The third day, the workshop participants broke into smaller groups and attempted to create things based on what we had discovered and learned the previous two days. For example, one group created a customized install of Adobe CS5 Design Premium and another group worked on a customized install of Microsoft Office 2011 (excluding Outlook, Communicator, and Messenger). Still other groups created packages to install a Norwegian (Bokmål) language dictionary and a customized install of Adobe Acrobat X (minus the web plugin).
In all of the tasks that involved creating customized installs of existing packages, we avoided repackaging, instead choosing to use ChoiceChangesXML files or editing the Distribution files (and for the Adobe CS5 suite, using AAMEE 1.2 to build the installation “package”).
All of these packages were tested for automated install using Munki, which was gratifying and terrifying at the same time. Live demonstrations in front of people is always where unexpected bugs show up, but Munki was (mostly) well-behaved this time. We discovered some complexities and pitfalls of modifying packages, using PackageMaker, and using Munki with customized installs.
I think overall, the workshop was a success. Participants learned about some of the management tools available to OS X administrators, got some “hands-on” opportunity to work with these tools, and began the process of figuring out how they could help each other by sharing techniques, processes, and even share actual packages if possible.
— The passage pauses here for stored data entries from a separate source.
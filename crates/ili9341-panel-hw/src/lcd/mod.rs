//! LCD controller module.
//!
//! Drives the 240x320 RGB565 ILI9341 over any [`crate::Transport`].

mod device;
mod font;
mod init;
mod raster;

pub mod protocol;
pub mod window;

pub use device::{ClipPolicy, Ili9341, SharedIli9341};
pub use font::{glyph, Cursor, GLYPH_HEIGHT, GLYPH_WIDTH};
pub use init::{InitStep, DISPLAY_ON_SETTLE_MS, INIT_SEQUENCE, POWER_ON_SETTLE_MS};
pub use protocol::{Command, Protocol};
pub use raster::{circle_octants, CircleSteps, LinePoints};
pub use window::Window;
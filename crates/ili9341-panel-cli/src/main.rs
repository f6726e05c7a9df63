//! ILI9341 Panel Control Tool
//!
//! Drives the ILI9341 driver against the software panel emulator and saves
//! what would be on the glass as a PNG, or dumps the raw bus traffic.

mod config;
mod demo;
mod scene;
mod screenshot;

use anyhow::{Context, Result};
use clap::{Parser, Subcommand};
use config::Config;
use embedded_hal::delay::DelayNs;
use ili9341_panel_hw::{
    BusEvent, ClipPolicy, Ili9341, Orientation, PanelEmulator, RecordingTransport, Transport,
};
use scene::Scene;
use std::path::{Path, PathBuf};
use std::time::Duration;
use tracing::info;
use tracing_subscriber::EnvFilter;

#[derive(Parser)]
#[command(name = "ili9341ctl")]
#[command(about = "Drive an emulated ILI9341 panel and inspect its bus traffic")]
#[command(version)]
struct Cli {
    /// Enable verbose logging
    #[arg(short, long)]
    verbose: bool,

    /// Configuration file (TOML)
    #[arg(short, long)]
    config: Option<PathBuf>,

    /// Override the configured orientation
    #[arg(long)]
    orientation: Option<Orientation>,

    #[command(subcommand)]
    command: Commands,
}

#[derive(Subcommand)]
enum Commands {
    /// Draw the built-in showcase and save a screenshot
    Demo {
        /// Output PNG path (default: from config)
        #[arg(short, long)]
        output: Option<PathBuf>,
    },
    /// Execute a scene file and save a screenshot
    Render {
        /// Scene file (TOML)
        scene: PathBuf,

        /// Output PNG path (default: from config)
        #[arg(short, long)]
        output: Option<PathBuf>,
    },
    /// Print the bus transactions of the init sequence
    Trace {
        /// Print JSON instead of text
        #[arg(long)]
        json: bool,

        /// Also trace a scene after init
        #[arg(long)]
        scene: Option<PathBuf>,
    },
}

/// Blocking delay on the host; disabled means every wait returns at once.
struct HostDelay {
    enabled: bool,
}

impl DelayNs for HostDelay {
    fn delay_ns(&mut self, ns: u32) {
        if self.enabled {
            std::thread::sleep(Duration::from_nanos(ns as u64));
        }
    }

    fn delay_ms(&mut self, ms: u32) {
        if self.enabled {
            std::thread::sleep(Duration::from_millis(ms as u64));
        }
    }
}

fn main() -> Result<()> {
    let cli = Cli::parse();

    // Setup logging
    let filter = if cli.verbose {
        EnvFilter::new("debug")
    } else {
        EnvFilter::new("warn")
    };
    tracing_subscriber::fmt().with_env_filter(filter).init();

    let mut config = Config::load_or_default(cli.config.as_deref())?;
    if let Some(orientation) = cli.orientation {
        config.panel.orientation = orientation;
    }

    match cli.command {
        Commands::Demo { output } => handle_demo(&config, output),
        Commands::Render { scene, output } => handle_render(&config, &scene, output),
        Commands::Trace { json, scene } => handle_trace(&config, json, scene),
    }
}

/// Builds and initializes a driver on top of `transport`.
fn bring_up<T: Transport>(config: &Config, transport: T, settle: bool) -> Result<Ili9341<T>> {
    let clip = if config.panel.strict {
        ClipPolicy::Strict
    } else {
        ClipPolicy::Clamp
    };
    let mut lcd = Ili9341::new(transport)
        .with_orientation(config.panel.orientation)
        .with_clip_policy(clip);
    lcd.init(&mut HostDelay { enabled: settle })
        .context("Failed to initialize panel")?;
    Ok(lcd)
}

fn handle_demo(config: &Config, output: Option<PathBuf>) -> Result<()> {
    let mut lcd = bring_up(config, PanelEmulator::new(), config.panel.settle_delays)?;
    demo::draw(&mut lcd, config.output.background).context("Demo drawing failed")?;

    let output = output.unwrap_or_else(|| config.output.path.clone());
    screenshot::save_png(lcd.transport().framebuffer(), &output)?;
    info!(
        "{} pixel words in {} transactions",
        lcd.transport().pixel_words(),
        lcd.transport().transactions()
    );
    println!("Screenshot saved to: {}", output.display());
    Ok(())
}

fn handle_render(config: &Config, scene: &Path, output: Option<PathBuf>) -> Result<()> {
    let scene = Scene::load(scene)?;
    let mut lcd = bring_up(config, PanelEmulator::new(), config.panel.settle_delays)?;
    lcd.fill_screen(config.output.background)
        .context("Failed to clear panel")?;
    scene.run(&mut lcd)?;

    let output = output.unwrap_or_else(|| config.output.path.clone());
    screenshot::save_png(lcd.transport().framebuffer(), &output)?;
    println!("Screenshot saved to: {}", output.display());
    Ok(())
}

fn handle_trace(config: &Config, json: bool, scene: Option<PathBuf>) -> Result<()> {
    let scene = scene.map(Scene::load).transpose()?;
    let mut lcd = bring_up(config, RecordingTransport::new(), false)?;
    if let Some(scene) = scene {
        scene.run(&mut lcd)?;
    }

    let events = lcd.transport().events();
    if json {
        let out = serde_json::to_string_pretty(events).context("Failed to serialize trace")?;
        println!("{}", out);
    } else {
        for event in events {
            println!("{}", format_event(event));
        }
    }
    Ok(())
}

const MAX_SHOWN_BYTES: usize = 16;

fn format_event(event: &BusEvent) -> String {
    match event {
        BusEvent::Command(cmd) => format!("CMD  {:02X}", cmd),
        BusEvent::Data(bytes) => {
            let shown: Vec<String> = bytes
                .iter()
                .take(MAX_SHOWN_BYTES)
                .map(|b| format!("{:02X}", b))
                .collect();
            if bytes.len() > MAX_SHOWN_BYTES {
                format!("DATA {} ... ({} bytes)", shown.join(" "), bytes.len())
            } else {
                format!("DATA {}", shown.join(" "))
            }
        }
    }
}
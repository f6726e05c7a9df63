//! 5x8 bitmap font.
//!
//! Each glyph is five column bytes; bit 0 is the top row. Characters advance
//! by one extra blank column, so a cell is 6x8 at size 1.

use super::device::Ili9341;
use super::window::ensure_inside;
use crate::transport::Transport;
use crate::{Result, Rgb565};

/// Glyph columns.
pub const GLYPH_WIDTH: u8 = 5;
/// Glyph rows, including the blank descender row.
pub const GLYPH_HEIGHT: u8 = 8;

const ADVANCE: i32 = GLYPH_WIDTH as i32 + 1;
const FIRST: u32 = 0x20;
const LAST: u32 = 0x7E;

/// ASCII 0x20..=0x7E, indexed by `code - 0x20`.
static FONT: [[u8; 5]; 95] = [
    [0x00, 0x00, 0x00, 0x00, 0x00], // space
    [0x00, 0x00, 0x5F, 0x00, 0x00], // !
    [0x00, 0x07, 0x00, 0x07, 0x00], // "
    [0x14, 0x7F, 0x14, 0x7F, 0x14], // #
    [0x24, 0x2A, 0x7F, 0x2A, 0x12], // $
    [0x23, 0x13, 0x08, 0x64, 0x62], // %
    [0x36, 0x49, 0x55, 0x22, 0x50], // &
    [0x00, 0x05, 0x03, 0x00, 0x00], // '
    [0x00, 0x1C, 0x22, 0x41, 0x00], // (
    [0x00, 0x41, 0x22, 0x1C, 0x00], // )
    [0x08, 0x2A, 0x1C, 0x2A, 0x08], // *
    [0x08, 0x08, 0x3E, 0x08, 0x08], // +
    [0x00, 0x50, 0x30, 0x00, 0x00], // ,
    [0x08, 0x08, 0x08, 0x08, 0x08], // -
    [0x00, 0x60, 0x60, 0x00, 0x00], // .
    [0x20, 0x10, 0x08, 0x04, 0x02], // /
    [0x3E, 0x51, 0x49, 0x45, 0x3E], // 0
    [0x00, 0x42, 0x7F, 0x40, 0x00], // 1
    [0x42, 0x61, 0x51, 0x49, 0x46], // 2
    [0x21, 0x41, 0x45, 0x4B, 0x31], // 3
    [0x18, 0x14, 0x12, 0x7F, 0x10], // 4
    [0x27, 0x45, 0x45, 0x45, 0x39], // 5
    [0x3C, 0x4A, 0x49, 0x49, 0x30], // 6
    [0x01, 0x71, 0x09, 0x05, 0x03], // 7
    [0x36, 0x49, 0x49, 0x49, 0x36], // 8
    [0x06, 0x49, 0x49, 0x29, 0x1E], // 9
    [0x00, 0x36, 0x36, 0x00, 0x00], // :
    [0x00, 0x56, 0x36, 0x00, 0x00], // ;
    [0x08, 0x14, 0x22, 0x41, 0x00], // <
    [0x14, 0x14, 0x14, 0x14, 0x14], // =
    [0x00, 0x41, 0x22, 0x14, 0x08], // >
    [0x02, 0x01, 0x51, 0x09, 0x06], // ?
    [0x32, 0x49, 0x79, 0x41, 0x3E], // @
    [0x7E, 0x11, 0x11, 0x11, 0x7E], // A
    [0x7F, 0x49, 0x49, 0x49, 0x36], // B
    [0x3E, 0x41, 0x41, 0x41, 0x22], // C
    [0x7F, 0x41, 0x41, 0x22, 0x1C], // D
    [0x7F, 0x49, 0x49, 0x49, 0x41], // E
    [0x7F, 0x09, 0x09, 0x09, 0x01], // F
    [0x3E, 0x41, 0x49, 0x49, 0x7A], // G
    [0x7F, 0x08, 0x08, 0x08, 0x7F], // H
    [0x00, 0x41, 0x7F, 0x41, 0x00], // I
    [0x20, 0x40, 0x41, 0x3F, 0x01], // J
    [0x7F, 0x08, 0x14, 0x22, 0x41], // K
    [0x7F, 0x40, 0x40, 0x40, 0x40], // L
    [0x7F, 0x02, 0x0C, 0x02, 0x7F], // M
    [0x7F, 0x04, 0x08, 0x10, 0x7F], // N
    [0x3E, 0x41, 0x41, 0x41, 0x3E], // O
    [0x7F, 0x09, 0x09, 0x09, 0x06], // P
    [0x3E, 0x41, 0x51, 0x21, 0x5E], // Q
    [0x7F, 0x09, 0x19, 0x29, 0x46], // R
    [0x46, 0x49, 0x49, 0x49, 0x31], // S
    [0x01, 0x01, 0x7F, 0x01, 0x01], // T
    [0x3F, 0x40, 0x40, 0x40, 0x3F], // U
    [0x1F, 0x20, 0x40, 0x20, 0x1F], // V
    [0x3F, 0x40, 0x38, 0x40, 0x3F], // W
    [0x63, 0x14, 0x08, 0x14, 0x63], // X
    [0x07, 0x08, 0x70, 0x08, 0x07], // Y
    [0x61, 0x51, 0x49, 0x45, 0x43], // Z
    [0x00, 0x7F, 0x41, 0x41, 0x00], // [
    [0x02, 0x04, 0x08, 0x10, 0x20], // backslash
    [0x00, 0x41, 0x41, 0x7F, 0x00], // ]
    [0x04, 0x02, 0x01, 0x02, 0x04], // ^
    [0x40, 0x40, 0x40, 0x40, 0x40], // _
    [0x00, 0x01, 0x02, 0x04, 0x00], // `
    [0x20, 0x54, 0x54, 0x54, 0x78], // a
    [0x7F, 0x48, 0x44, 0x44, 0x38], // b
    [0x38, 0x44, 0x44, 0x44, 0x20], // c
    [0x38, 0x44, 0x44, 0x48, 0x7F], // d
    [0x38, 0x54, 0x54, 0x54, 0x18], // e
    [0x08, 0x7E, 0x09, 0x01, 0x02], // f
    [0x0C, 0x52, 0x52, 0x52, 0x3E], // g
    [0x7F, 0x08, 0x04, 0x04, 0x78], // h
    [0x00, 0x44, 0x7D, 0x40, 0x00], // i
    [0x20, 0x40, 0x44, 0x3D, 0x00], // j
    [0x7F, 0x10, 0x28, 0x44, 0x00], // k
    [0x00, 0x41, 0x7F, 0x40, 0x00], // l
    [0x7C, 0x04, 0x18, 0x04, 0x78], // m
    [0x7C, 0x08, 0x04, 0x04, 0x78], // n
    [0x38, 0x44, 0x44, 0x44, 0x38], // o
    [0x7C, 0x14, 0x14, 0x14, 0x08], // p
    [0x08, 0x14, 0x14, 0x18, 0x7C], // q
    [0x7C, 0x08, 0x04, 0x04, 0x08], // r
    [0x48, 0x54, 0x54, 0x54, 0x20], // s
    [0x04, 0x3F, 0x44, 0x40, 0x20], // t
    [0x3C, 0x40, 0x40, 0x20, 0x7C], // u
    [0x1C, 0x20, 0x40, 0x20, 0x1C], // v
    [0x3C, 0x40, 0x30, 0x40, 0x3C], // w
    [0x44, 0x28, 0x10, 0x28, 0x44], // x
    [0x0C, 0x50, 0x50, 0x50, 0x3C], // y
    [0x44, 0x64, 0x54, 0x4C, 0x44], // z
    [0x00, 0x08, 0x36, 0x41, 0x00], // {
    [0x00, 0x00, 0x7F, 0x00, 0x00], // |
    [0x00, 0x41, 0x36, 0x08, 0x00], // }
    [0x10, 0x08, 0x08, 0x10, 0x08], // ~
];

/// Looks up the glyph for `ch`; `None` outside printable ASCII.
pub fn glyph(ch: char) -> Option<&'static [u8; 5]> {
    let code = ch as u32;
    if (FIRST..=LAST).contains(&code) {
        Some(&FONT[(code - FIRST) as usize])
    } else {
        None
    }
}

/// Text position after a [`Ili9341::draw_string`] call.
#[derive(Debug, Clone, Copy, PartialEq, Eq)]
pub struct Cursor {
    pub x: i32,
    pub y: i32,
}

impl<T: Transport> Ili9341<T> {
    /// Draws one character with its top-left corner at (`x`, `y`).
    ///
    /// Each font bit becomes a `size`x`size` block. Background bits are
    /// painted in `bg` unless `bg == color`, which draws transparent text.
    /// Characters without a glyph and `size == 0` draw nothing.
    pub fn draw_char(
        &mut self,
        x: i32,
        y: i32,
        ch: char,
        color: Rgb565,
        bg: Rgb565,
        size: u8,
    ) -> Result<()> {
        let Some(columns) = glyph(ch) else {
            return Ok(());
        };
        if size == 0 {
            return Ok(());
        }
        let scale = size as i32;
        if self.is_strict() {
            ensure_inside(x, y, &self.state)?;
            ensure_inside(
                x.saturating_add(GLYPH_WIDTH as i32 * scale - 1),
                y.saturating_add(GLYPH_HEIGHT as i32 * scale - 1),
                &self.state,
            )?;
        }

        for (col, &bits) in columns.iter().enumerate() {
            let mut line = bits;
            let px = x.saturating_add(col as i32 * scale);
            for row in 0..GLYPH_HEIGHT as i32 {
                let py = y.saturating_add(row * scale);
                if line & 0x01 != 0 {
                    self.put_cell(px, py, size, color)?;
                } else if bg != color {
                    self.put_cell(px, py, size, bg)?;
                }
                line >>= 1;
            }
        }
        Ok(())
    }

    /// Draws `text` starting at (`x`, `y`) and returns where the next
    /// character would go.
    ///
    /// `\n` moves to the start of the next line, `\r` back to `x`. A
    /// character that would overrun the right edge wraps to a new line at
    /// `x`. There is no word wrapping.
    pub fn draw_string(
        &mut self,
        x: i32,
        y: i32,
        text: &str,
        color: Rgb565,
        bg: Rgb565,
        size: u8,
    ) -> Result<Cursor> {
        let advance = ADVANCE * size as i32;
        let line_height = GLYPH_HEIGHT as i32 * size as i32;
        let width = self.state.width() as i32;
        let mut cursor = Cursor { x, y };

        for ch in text.chars() {
            match ch {
                '\n' => {
                    cursor.x = x;
                    cursor.y = cursor.y.saturating_add(line_height);
                }
                '\r' => cursor.x = x,
                _ => {
                    self.draw_char(cursor.x, cursor.y, ch, color, bg, size)?;
                    cursor.x = cursor.x.saturating_add(advance);
                    if cursor.x.saturating_add(advance) > width {
                        cursor.x = x;
                        cursor.y = cursor.y.saturating_add(line_height);
                    }
                }
            }
        }
        Ok(cursor)
    }

    fn put_cell(&mut self, x: i32, y: i32, size: u8, color: Rgb565) -> Result<()> {
        if size == 1 {
            self.put_pixel(x, y, color)
        } else {
            self.put_block(x, y, size as u16, size as u16, color)
        }
    }
}

#[cfg(test)]
mod tests {
    use super::*;
    use crate::transport::{BusEvent, RecordingTransport};
    use crate::ClipPolicy;

    fn lcd() -> Ili9341<RecordingTransport> {
        Ili9341::new(RecordingTransport::new())
    }

    fn ram_writes(lcd: &Ili9341<RecordingTransport>) -> usize {
        lcd.transport()
            .events()
            .iter()
            .filter(|e| **e == BusEvent::Command(0x2C))
            .count()
    }

    #[test]
    fn test_glyph_range() {
        assert_eq!(glyph(' '), Some(&[0x00; 5]));
        assert_eq!(glyph('0'), Some(&[0x3E, 0x51, 0x49, 0x45, 0x3E]));
        assert_eq!(glyph('~'), Some(&[0x10, 0x08, 0x08, 0x10, 0x08]));
        assert!(glyph('\u{1F}').is_none());
        assert!(glyph('\u{7F}').is_none());
        assert!(glyph('é').is_none());
    }

    #[test]
    fn test_every_printable_glyph_fits_seven_rows() {
        for code in FIRST..=LAST {
            let ch = char::from_u32(code).unwrap();
            let columns = glyph(ch).unwrap();
            assert!(columns.iter().all(|c| c & 0x80 == 0), "{:?}", ch);
        }
    }

    #[test]
    fn test_transparent_char_writes_only_set_bits() {
        let mut lcd = lcd();
        lcd.draw_char(0, 0, '!', Rgb565::WHITE, Rgb565::WHITE, 1)
            .unwrap();
        // '!' is one column of 0x5F: six bits set
        assert_eq!(ram_writes(&lcd), 6);
    }

    #[test]
    fn test_opaque_char_writes_whole_cell() {
        let mut lcd = lcd();
        lcd.draw_char(0, 0, '!', Rgb565::WHITE, Rgb565::BLACK, 1)
            .unwrap();
        assert_eq!(ram_writes(&lcd), 40);
    }

    #[test]
    fn test_scaled_char_uses_blocks() {
        let mut lcd = lcd();
        lcd.draw_char(10, 10, '.', Rgb565::RED, Rgb565::RED, 3)
            .unwrap();
        // '.' has four set bits, each a 3x3 block
        let data: Vec<_> = lcd
            .transport()
            .events()
            .iter()
            .filter_map(|e| match e {
                BusEvent::Data(d) if d.len() == 18 => Some(d.clone()),
                _ => None,
            })
            .collect();
        assert_eq!(data.len(), 4);
    }

    #[test]
    fn test_unprintable_and_zero_size_are_noops() {
        let mut lcd = lcd();
        lcd.draw_char(0, 0, '\u{7}', Rgb565::WHITE, Rgb565::BLACK, 1)
            .unwrap();
        lcd.draw_char(0, 0, 'A', Rgb565::WHITE, Rgb565::BLACK, 0)
            .unwrap();
        assert!(lcd.transport().events().is_empty());
    }

    #[test]
    fn test_string_cursor_advances() {
        let mut lcd = lcd();
        let cursor = lcd
            .draw_string(0, 0, "AB", Rgb565::WHITE, Rgb565::BLACK, 1)
            .unwrap();
        assert_eq!(cursor, Cursor { x: 12, y: 0 });

        let cursor = lcd
            .draw_string(4, 20, "ab", Rgb565::WHITE, Rgb565::BLACK, 2)
            .unwrap();
        assert_eq!(cursor, Cursor { x: 28, y: 20 });
    }

    #[test]
    fn test_string_control_characters() {
        let mut lcd = lcd();
        let cursor = lcd
            .draw_string(5, 0, "ab\ncd", Rgb565::WHITE, Rgb565::WHITE, 1)
            .unwrap();
        assert_eq!(cursor, Cursor { x: 17, y: 8 });

        let cursor = lcd
            .draw_string(5, 0, "abc\rd", Rgb565::WHITE, Rgb565::WHITE, 1)
            .unwrap();
        assert_eq!(cursor, Cursor { x: 11, y: 0 });
    }

    #[test]
    fn test_string_wraps_at_right_edge() {
        let mut lcd = lcd();
        // 40 cells of 6 pixels fill the 240-pixel row
        let text = "x".repeat(40);
        let cursor = lcd
            .draw_string(0, 0, &text, Rgb565::WHITE, Rgb565::WHITE, 1)
            .unwrap();
        assert_eq!(cursor, Cursor { x: 0, y: 8 });
    }

    #[test]
    fn test_strict_char_checks_cell() {
        let mut lcd = lcd().with_clip_policy(ClipPolicy::Strict);
        assert!(lcd
            .draw_char(236, 0, 'A', Rgb565::WHITE, Rgb565::BLACK, 1)
            .is_err());
        assert!(lcd.transport().events().is_empty());
        assert!(lcd
            .draw_char(235, 312, 'A', Rgb565::WHITE, Rgb565::BLACK, 1)
            .is_ok());
    }

    #[test]
    fn test_text_at_coordinate_limits() {
        let mut lcd = lcd();
        lcd.draw_char(i32::MAX - 2, 0, 'A', Rgb565::WHITE, Rgb565::BLACK, 2)
            .unwrap();
        lcd.draw_char(i32::MIN, i32::MAX - 1, 'W', Rgb565::WHITE, Rgb565::BLACK, 255)
            .unwrap();
        let cursor = lcd
            .draw_string(i32::MAX - 3, i32::MAX, "AB\nC", Rgb565::WHITE, Rgb565::BLACK, 3)
            .unwrap();
        assert_eq!(
            cursor,
            Cursor {
                x: i32::MAX - 3,
                y: i32::MAX
            }
        );
        assert!(lcd.transport().events().is_empty());

        let mut strict = lcd.with_clip_policy(ClipPolicy::Strict);
        assert!(matches!(
            strict.draw_char(i32::MAX - 2, 0, 'A', Rgb565::WHITE, Rgb565::BLACK, 2),
            Err(crate::Error::OutOfBounds { .. })
        ));
        assert!(strict.transport().events().is_empty());
    }
}
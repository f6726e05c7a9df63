//! PNG export of the emulated panel.

use anyhow::{Context, Result};
use ili9341_panel_hw::Framebuffer;
use std::fs::File;
use std::io::{BufWriter, Write};
use std::path::Path;

/// Encodes the framebuffer as an 8-bit RGBA PNG.
pub fn encode_png<W: Write>(fb: &Framebuffer, out: W) -> Result<()> {
    let mut encoder = png::Encoder::new(out, fb.width() as u32, fb.height() as u32);
    encoder.set_color(png::ColorType::Rgba);
    encoder.set_depth(png::BitDepth::Eight);
    let mut writer = encoder
        .write_header()
        .context("Failed to write PNG header")?;
    writer
        .write_image_data(&fb.to_rgba8())
        .context("Failed to write PNG data")?;
    Ok(())
}

/// Writes a screenshot to `path`.
pub fn save_png<P: AsRef<Path>>(fb: &Framebuffer, path: P) -> Result<()> {
    let file = File::create(path.as_ref()).with_context(|| {
        format!(
            "Failed to create screenshot file {}",
            path.as_ref().display()
        )
    })?;
    encode_png(fb, BufWriter::new(file))
}
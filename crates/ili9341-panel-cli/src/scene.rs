//! Scene files: an ordered list of drawing operations in TOML.
//!
//! ```toml
//! [[ops]]
//! kind = "fill_screen"
//! color = "#000000"
//!
//! [[ops]]
//! kind = "text"
//! x = 10
//! y = 10
//! text = "Hello"
//! color = "#FFFFFF"
//! size = 2
//! ```

use anyhow::{Context, Result};
use ili9341_panel_hw::{Ili9341, Orientation, Rgb565, Transport};
use serde::{Deserialize, Serialize};
use std::path::Path;
use tracing::debug;

#[derive(Debug, Clone, Default, PartialEq, Serialize, Deserialize)]
pub struct Scene {
    #[serde(default)]
    pub ops: Vec<Op>,
}

/// One driver call.
#[derive(Debug, Clone, PartialEq, Serialize, Deserialize)]
#[serde(tag = "kind", rename_all = "snake_case")]
pub enum Op {
    FillScreen {
        color: Rgb565,
    },
    Pixel {
        x: i32,
        y: i32,
        color: Rgb565,
    },
    Line {
        x0: i32,
        y0: i32,
        x1: i32,
        y1: i32,
        color: Rgb565,
    },
    Rect {
        x: i32,
        y: i32,
        w: u16,
        h: u16,
        color: Rgb565,
    },
    FillRect {
        x: i32,
        y: i32,
        w: u16,
        h: u16,
        color: Rgb565,
    },
    Circle {
        x: i32,
        y: i32,
        r: u16,
        color: Rgb565,
    },
    FillCircle {
        x: i32,
        y: i32,
        r: u16,
        color: Rgb565,
    },
    Text {
        x: i32,
        y: i32,
        text: String,
        color: Rgb565,
        /// Defaults to `color`, which draws transparent text.
        #[serde(default)]
        bg: Option<Rgb565>,
        #[serde(default = "default_text_size")]
        size: u8,
    },
    Orientation {
        orientation: Orientation,
    },
}

fn default_text_size() -> u8 {
    1
}

impl Op {
    /// Runs the operation against a driver.
    pub fn apply<T: Transport>(&self, lcd: &mut Ili9341<T>) -> ili9341_panel_hw::Result<()> {
        match self {
            Op::FillScreen { color } => lcd.fill_screen(*color),
            Op::Pixel { x, y, color } => lcd.draw_pixel(*x, *y, *color),
            Op::Line {
                x0,
                y0,
                x1,
                y1,
                color,
            } => lcd.draw_line(*x0, *y0, *x1, *y1, *color),
            Op::Rect { x, y, w, h, color } => lcd.draw_rect(*x, *y, *w, *h, *color),
            Op::FillRect { x, y, w, h, color } => lcd.fill_rect(*x, *y, *w, *h, *color),
            Op::Circle { x, y, r, color } => lcd.draw_circle(*x, *y, *r, *color),
            Op::FillCircle { x, y, r, color } => lcd.fill_circle(*x, *y, *r, *color),
            Op::Text {
                x,
                y,
                text,
                color,
                bg,
                size,
            } => lcd
                .draw_string(*x, *y, text, *color, bg.unwrap_or(*color), *size)
                .map(|_| ()),
            Op::Orientation { orientation } => lcd.set_orientation(*orientation),
        }
    }
}

impl Scene {
    /// Loads a scene from a TOML file.
    pub fn load<P: AsRef<Path>>(path: P) -> Result<Self> {
        let content =
            std::fs::read_to_string(path.as_ref()).context("Failed to read scene file")?;
        let scene: Scene = toml::from_str(&content).context("Failed to parse scene")?;
        debug!(
            "Loaded {} operations from {}",
            scene.ops.len(),
            path.as_ref().display()
        );
        Ok(scene)
    }

    /// Runs every operation in order, stopping at the first failure.
    pub fn run<T: Transport>(&self, lcd: &mut Ili9341<T>) -> Result<()> {
        for (index, op) in self.ops.iter().enumerate() {
            op.apply(lcd)
                .with_context(|| format!("Operation {} ({:?}) failed", index + 1, op))?;
        }
        Ok(())
    }
}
Evenings were spent sampling Oslo restaurants. I had excellent dinners at Kampen Bistro and Oslo Spiseforretning. On Friday, I had a chance to visit the broadcast facilities of NRK, the Norwegian National Broadcasting network, and the Holmenkollen Ski Jump, where the FIS Nordic World Ski Championships are being held this week and next. http://www.oslo2011.no/ has more information.
Lunch at the Holmenkollen Restaurant included reindeer steak, which was excellent.
Thanks to Thomas Hansen from the University of Oslo (UiO) for inviting me and serving as an excellent host. Also thanks to Jan Ivar Beddari from the University of Bergen, Anders Bruvik and Frank Paul Silye of UiO, Dag Tore Antonsen from NRK (the Norwegian Broadcasting Corporation) for guiding me around the city and sharing some of their time. I enjoyed my conversations with many of the other workshop participants as well! It’s always interesting to get new perspectives, as well as discuss the common challenges we all face.
I’m hoping to meet up with many of my new Norwegian friends again at MacSysAdmin 2011 in Göteborg (Gothenburg), Sweden.